» **Instructions for the task**
The response should be the lines of the data, starting at the first and ending at the one that contains "images and tests.", copied without change.

Stored data entries
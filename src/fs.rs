//! Filesystem collaborator interface
//!
//! The core does not implement a filesystem; it consumes file-descriptor
//! style primitives keyed by path and flag bitmask from an external
//! collaborator behind the [`Filesystem`] trait. A small RAM-backed
//! implementation is provided for boot images and tests.

use spin::Mutex;

use crate::types::{KernError, KernResult};

/// Open flag bitmask
#[derive(Debug, Clone, Copy, PartialEq, Eq, Default)]
pub struct OpenFlags(pub u32);

impl OpenFlags {
    pub const RDONLY: Self = Self(0x0001);
    pub const WRONLY: Self = Self(0x0002);
    pub const RDWR: Self = Self(0x0003);
    pub const CREAT: Self = Self(0x0100);

    pub fn contains(self, other: Self) -> bool {
        (self.0 & other.0) == other.0
    }

    pub fn readable(self) -> bool {
        self.contains(Self::RDONLY)
    }

    pub fn writable(self) -> bool {
        self.contains(Self::WRONLY)
    }
}

impl core::ops::BitOr for OpenFlags {
    type Output = Self;
    fn bitor(self, rhs: Self) -> Self {
        Self(self.0 | rhs.0)
    }
}

/// Seek origin
#[derive(Debug, Clone, Copy, PartialEq, Eq)]
pub enum Whence {
    Set,
    Cur,
    End,
}

impl Whence {
    /// Decode the syscall-encoded origin (0/1/2)
    pub fn from_raw(raw: usize) -> KernResult<Self> {
        match raw {
            0 => Ok(Whence::Set),
            1 => Ok(Whence::Cur),
            2 => Ok(Whence::End),
            _ => Err(KernError::BadFileDescriptor),
        }
    }
}

/// File metadata returned by `open`
#[derive(Debug, Clone, PartialEq, Eq)]
pub struct FileInfo {
    pub name: heapless::String<64>,
    pub size: usize,
    /// Location cookie owned by the collaborator (cluster, inode, slot)
    pub cluster: u32,
}

/// An open file: collaborator metadata plus the cursor the kernel owns
#[derive(Debug, Clone)]
pub struct OpenFile {
    pub info: FileInfo,
    pub pos: usize,
    pub flags: OpenFlags,
}

impl OpenFile {
    /// Apply a seek against the current size; the cursor may not move
    /// before the start of the file.
    pub fn seek(&mut self, offset: isize, whence: Whence) -> KernResult<usize> {
        let base = match whence {
            Whence::Set => 0isize,
            Whence::Cur => self.pos as isize,
            Whence::End => self.info.size as isize,
        };
        let target = base + offset;
        if target < 0 {
            return Err(KernError::BadFileDescriptor);
        }
        self.pos = target as usize;
        Ok(self.pos)
    }
}

/// One slot of a task's file descriptor table
#[derive(Debug, Clone)]
pub enum FileHandle {
    /// Standard input (keyboard collaborator; empty in this core)
    Stdin,
    /// Standard output, backed by the console
    Stdout,
    /// Standard error, backed by the console
    Stderr,
    /// A file opened through the filesystem collaborator
    File(OpenFile),
}

/// The interface the core requires from the filesystem collaborator
pub trait Filesystem: Send + Sync {
    /// Resolve a path into a file-info record, creating when asked
    fn open(&self, path: &str, flags: OpenFlags) -> KernResult<FileInfo>;
    /// Read at an explicit position; short reads at end of file
    fn read(&self, info: &FileInfo, pos: usize, buf: &mut [u8]) -> KernResult<usize>;
    /// Write at an explicit position, extending the file as needed
    fn write(&self, info: &mut FileInfo, pos: usize, buf: &[u8]) -> KernResult<usize>;
    /// Remove a file by path
    fn unlink(&self, path: &str) -> KernResult<()>;
}

// ============================================================================
// RAM-backed filesystem
// ============================================================================

/// Capacity of the RAM filesystem
pub const MEMFS_MAX_FILES: usize = 16;
/// Largest file the RAM filesystem can hold
///
/// Kept small: the file array is inline, so this bounds the size of every
/// `MemFs` value, including the fixtures tests build on their own stacks.
pub const MEMFS_MAX_FILE_SIZE: usize = 8 * 1024;

struct MemFile {
    name: heapless::String<64>,
    data: heapless::Vec<u8, MEMFS_MAX_FILE_SIZE>,
}

/// Fixed-capacity in-memory filesystem
///
/// Serves as the boot ramdisk and as the collaborator double in tests.
pub struct MemFs {
    files: Mutex<heapless::Vec<MemFile, MEMFS_MAX_FILES>>,
}

impl MemFs {
    pub const fn new() -> Self {
        MemFs {
            files: Mutex::new(heapless::Vec::new()),
        }
    }

    /// Install a file image, replacing any existing file of the same name
    pub fn insert(&self, name: &str, contents: &[u8]) -> KernResult<()> {
        let mut files = self.files.lock();
        if let Some(file) = files.iter_mut().find(|f| f.name.as_str() == name) {
            file.data.clear();
            file.data
                .extend_from_slice(contents)
                .map_err(|_| KernError::OutOfMemory)?;
            return Ok(());
        }
        let mut file = MemFile {
            name: heapless::String::new(),
            data: heapless::Vec::new(),
        };
        file.name
            .push_str(name)
            .map_err(|_| KernError::OutOfMemory)?;
        file.data
            .extend_from_slice(contents)
            .map_err(|_| KernError::OutOfMemory)?;
        files.push(file).map_err(|_| KernError::OutOfMemory)?;
        Ok(())
    }
}

impl Filesystem for MemFs {
    fn open(&self, path: &str, flags: OpenFlags) -> KernResult<FileInfo> {
        let mut files = self.files.lock();
        if let Some((slot, file)) = files
            .iter()
            .enumerate()
            .find(|(_, f)| f.name.as_str() == path)
        {
            let mut name = heapless::String::new();
            let _ = name.push_str(file.name.as_str());
            return Ok(FileInfo {
                name,
                size: file.data.len(),
                cluster: slot as u32,
            });
        }
        if !flags.contains(OpenFlags::CREAT) {
            return Err(KernError::NotFound);
        }
        let mut file = MemFile {
            name: heapless::String::new(),
            data: heapless::Vec::new(),
        };
        file.name
            .push_str(path)
            .map_err(|_| KernError::OutOfMemory)?;
        files.push(file).map_err(|_| KernError::OutOfMemory)?;
        let mut name = heapless::String::new();
        let _ = name.push_str(path);
        Ok(FileInfo {
            name,
            size: 0,
            cluster: (files.len() - 1) as u32,
        })
    }

    fn read(&self, info: &FileInfo, pos: usize, buf: &mut [u8]) -> KernResult<usize> {
        let files = self.files.lock();
        let file = files
            .iter()
            .find(|f| f.name.as_str() == info.name.as_str())
            .ok_or(KernError::NotFound)?;
        if pos >= file.data.len() {
            return Ok(0);
        }
        let n = buf.len().min(file.data.len() - pos);
        buf[..n].copy_from_slice(&file.data[pos..pos + n]);
        Ok(n)
    }

    fn write(&self, info: &mut FileInfo, pos: usize, buf: &[u8]) -> KernResult<usize> {
        let mut files = self.files.lock();
        let file = files
            .iter_mut()
            .find(|f| f.name.as_str() == info.name.as_str())
            .ok_or(KernError::NotFound)?;
        let end = pos + buf.len();
        if end > MEMFS_MAX_FILE_SIZE {
            return Err(KernError::OutOfMemory);
        }
        while file.data.len() < end {
            file.data.push(0).map_err(|_| KernError::OutOfMemory)?;
        }
        file.data[pos..end].copy_from_slice(buf);
        info.size = file.data.len();
        Ok(buf.len())
    }

    fn unlink(&self, path: &str) -> KernResult<()> {
        let mut files = self.files.lock();
        let slot = files
            .iter()
            .position(|f| f.name.as_str() == path)
            .ok_or(KernError::NotFound)?;
        files.remove(slot);
        Ok(())
    }
}

#[cfg(test)]
mod tests {
    use super::*;

    #[test]
    fn open_missing_without_create_fails() {
        let fs = MemFs::new();
        assert_eq!(
            fs.open("nope.bin", OpenFlags::RDONLY),
            Err(KernError::NotFound)
        );
    }

    #[test]
    fn create_write_read_round() {
        let fs = MemFs::new();
        let mut info = fs
            .open("hello.txt", OpenFlags::RDWR | OpenFlags::CREAT)
            .unwrap();
        assert_eq!(info.size, 0);
        assert_eq!(fs.write(&mut info, 0, b"hello world").unwrap(), 11);
        assert_eq!(info.size, 11);

        let mut buf = [0u8; 5];
        assert_eq!(fs.read(&info, 6, &mut buf).unwrap(), 5);
        assert_eq!(&buf, b"world");
        // Reads past the end are short
        assert_eq!(fs.read(&info, 100, &mut buf).unwrap(), 0);
    }

    #[test]
    fn unlink_removes_the_file() {
        let fs = MemFs::new();
        fs.insert("gone.bin", b"x").unwrap();
        fs.unlink("gone.bin").unwrap();
        assert_eq!(
            fs.open("gone.bin", OpenFlags::RDONLY),
            Err(KernError::NotFound)
        );
        assert_eq!(fs.unlink("gone.bin"), Err(KernError::NotFound));
    }

    #[test]
    fn seek_moves_the_cursor_within_bounds() {
        let fs = MemFs::new();
        fs.insert("f", b"0123456789").unwrap();
        let info = fs.open("f", OpenFlags::RDONLY).unwrap();
        let mut open = OpenFile {
            info,
            pos: 0,
            flags: OpenFlags::RDONLY,
        };
        assert_eq!(open.seek(4, Whence::Set).unwrap(), 4);
        assert_eq!(open.seek(2, Whence::Cur).unwrap(), 6);
        assert_eq!(open.seek(-1, Whence::End).unwrap(), 9);
        assert!(open.seek(-20, Whence::Cur).is_err());
    }

    #[test]
    fn insert_replaces_existing_contents() {
        let fs = MemFs::new();
        fs.insert("f", b"old").unwrap();
        fs.insert("f", b"newer").unwrap();
        let info = fs.open("f", OpenFlags::RDONLY).unwrap();
        assert_eq!(info.size, 5);
    }
}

» **Finished task**
filename src/fs.rs
//! Filesystem collaborator interface
//!
//! The core does not implement a filesystem; it consumes file-descriptor
//! style primitives keyed by path and flag bitmask from an external
//! collaborator behind the [`Filesystem`] trait. A small RAM-backed
//! implementation is provided for boot images and tests.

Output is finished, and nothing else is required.